On Wednesday, Synergy Pharmaceuticals (SGYP), a biopharmaceutical company developing drugs to treat gastrointestinal disorders, announced the appointment of Gail M. Comer as Chief Medical Officer. Dr. Comer was first the Medical Director of Abbott Laboratories (ABT) for seven years and then became the Senior Director of Pfizer's (PFE) BioTherapeutics Research Unit. Joining Synergy, she not only helps validate the company's pipeline but also provides strong intellectual capital from her work as gastroenterologist and hematologist.
According to Dr. Comer:
Synergy's GC-C receptor agonist program represents an innovative and exciting technology platform that I believe offers great potential for the treatment of patients with GI disorders and diseases…
I believe the depth of my experience in clinical development specifically in gastroenterology will play a pivotal role in maximizing Synergy's clinical potential with these drugs, and am very pleased and excited to be joining Synergy at this opportune time.

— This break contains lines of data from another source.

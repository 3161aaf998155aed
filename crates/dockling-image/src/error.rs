//! Error types for image resolution and materialization.
//!
//! [`ImageError`] identifies the step that failed (auth, manifest, blob,
//! staging, extraction) and, where layers are involved, the layer index.
//! [`RegistryFailure`] describes what went wrong on the wire.

use std::path::PathBuf;

use thiserror::Error;

/// What went wrong while talking to the registry or decoding its answer.
#[derive(Debug, Error)]
pub enum RegistryFailure {
    /// The HTTP request could not be completed.
    #[error("request to {url} failed: {source}")]
    Transport {
        /// Requested URL.
        url: String,
        /// Underlying client error.
        source: reqwest::Error,
    },

    /// The registry answered with a non-success status.
    #[error("{url} answered HTTP {status}")]
    Status {
        /// Requested URL.
        url: String,
        /// HTTP status code.
        status: u16,
    },

    /// The response body is not JSON at all.
    #[error("response body is not valid JSON: {source}")]
    MalformedBody {
        /// Parser error.
        source: serde_json::Error,
    },

    /// A required field is absent from the response.
    #[error("response is missing field `{field}`")]
    MissingField {
        /// Name of the missing field.
        field: &'static str,
    },

    /// A field is present but does not have the expected shape.
    #[error("field `{field}` is malformed: {source}")]
    InvalidField {
        /// Name of the malformed field.
        field: &'static str,
        /// Decoder error describing the mismatch.
        source: serde_json::Error,
    },

    /// A digest string is not of the form `<algorithm>:<hex>`.
    #[error("`{value}` is not a digest of the form <algorithm>:<hex>")]
    InvalidDigest {
        /// The rejected value.
        value: String,
    },

    /// Downloaded content does not hash to its digest.
    #[error("content digest mismatch: expected {expected}, got {actual}")]
    DigestMismatch {
        /// Digest the content was requested by.
        expected: String,
        /// Digest of the bytes actually received.
        actual: String,
    },

    /// A manifest list offers no image for the configured platform.
    #[error("manifest list has no entry for platform {platform}")]
    NoMatchingPlatform {
        /// Requested platform (`os/architecture`).
        platform: String,
    },

    /// The manifest selected from a manifest list is itself a list.
    #[error("manifest {digest} selected from a manifest list is itself a manifest list")]
    NestedIndex {
        /// Digest of the offending entry.
        digest: String,
    },

    /// The manifest lists more layers than Dockling accepts.
    #[error("manifest lists {count} layers, more than the limit of {limit}")]
    TooManyLayers {
        /// Number of layers in the manifest.
        count: usize,
        /// Configured maximum.
        limit: usize,
    },
}

/// A failure while resolving or materializing an image.
#[derive(Debug, Error)]
pub enum ImageError {
    /// The image reference string cannot be parsed.
    #[error("invalid image reference `{reference}`: {reason}")]
    InvalidReference {
        /// The rejected reference.
        reference: String,
        /// Why it was rejected.
        reason: &'static str,
    },

    /// The HTTP client could not be constructed.
    #[error("failed to build registry client: {source}")]
    Client {
        /// Underlying client error.
        source: reqwest::Error,
    },

    /// Obtaining a pull token failed.
    #[error("authentication for {repository} failed: {source}")]
    Auth {
        /// Repository the token was requested for.
        repository: String,
        /// What went wrong.
        source: RegistryFailure,
    },

    /// Fetching or decoding the manifest failed.
    #[error("manifest {repository}:{reference} could not be retrieved: {source}")]
    Manifest {
        /// Repository of the image.
        repository: String,
        /// Tag or digest requested.
        reference: String,
        /// What went wrong.
        source: RegistryFailure,
    },

    /// Downloading (or verifying) one layer blob failed.
    #[error("layer {index} ({digest}) could not be fetched: {source}")]
    BlobFetch {
        /// Position of the layer in the manifest.
        index: usize,
        /// Digest of the layer.
        digest: String,
        /// What went wrong.
        source: RegistryFailure,
    },

    /// The staging area could not be created or written.
    #[error("staging failed at {path}: {source}")]
    Staging {
        /// Path of the failing operation.
        path: PathBuf,
        /// Underlying I/O error.
        source: std::io::Error,
    },

    /// Unpacking one layer archive failed.
    #[error("extracting layer {index} from {path} failed: {source}")]
    Extraction {
        /// Position of the layer in the manifest.
        index: usize,
        /// Staged archive that failed to unpack.
        path: PathBuf,
        /// Underlying I/O or archive error.
        source: std::io::Error,
    },
}

/// Convenience alias used throughout the image crate.
pub type ImageResult<T> = std::result::Result<T, ImageError>;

What makes the appointment all the more interesting is that it raises the potential for a buyout. Due to a rather high level of risk discounting, Pfizer, as I explained here, is meaningfully trading below intrinsic value. Patent cliffs, especially Lipitor's exclusivity loss, simply mean that the iconic firm will have to reinvent itself in order to catalyze free cash flow. In this stage of the game, Pfizer has been selling off some of its non-core businesses and several analysts are now speculating that it will use some of the resulting cash to scoop up firms similar to Synergy.
And for good reason. Synergy's lead candidate, Plecanatide, which is smoothly progressing through its Phase II/III trial, treats constipation-predominant irritable bowel syndrome and chronic idiopathic constipation. The preponderance of bullish analysts suggests that it has favorable risk/reward: Summer Street gave the company a price target of $9; Roth Capital, $12; and Bean Murray, $13. That is an implied undervaluation of between 55.2% and 124.1% on top of 42.2% appreciation over the last month.
Equipped with her background in gastroenterology at Pfizer, Dr. Comer can meaningfully assess Synergy's synergistic value and possibly close the discount through a takeover. Competitor Ironwood Pharmaceuticals (IRWD) is pushing a similar product to the market but this process has been delayed three months by the FDA. The commercialization disruptions compound other issues: Ironwood's product comes with the side effect of severe diarrhea whereas Synergy's does not.
Plecanatide targets an underserved market worth up to $2B annually and has strong IP protection. Phase IIa showed promising results in improving bowel symptoms and habits associated with chronic constipation. A majority of adverse events were transient and a majority of patients experienced 1st bowel movement within 7 hours versus 16 hours for the control. Secondary endpoints for abdominal discomfort, straining scores, constipation severity, and overall relief were also improved. With these results in mind, it appears that the major BioPharma players will increasingly eye Synergy as Dr. Comer guides plecanatide through its promising Phase II/III trial.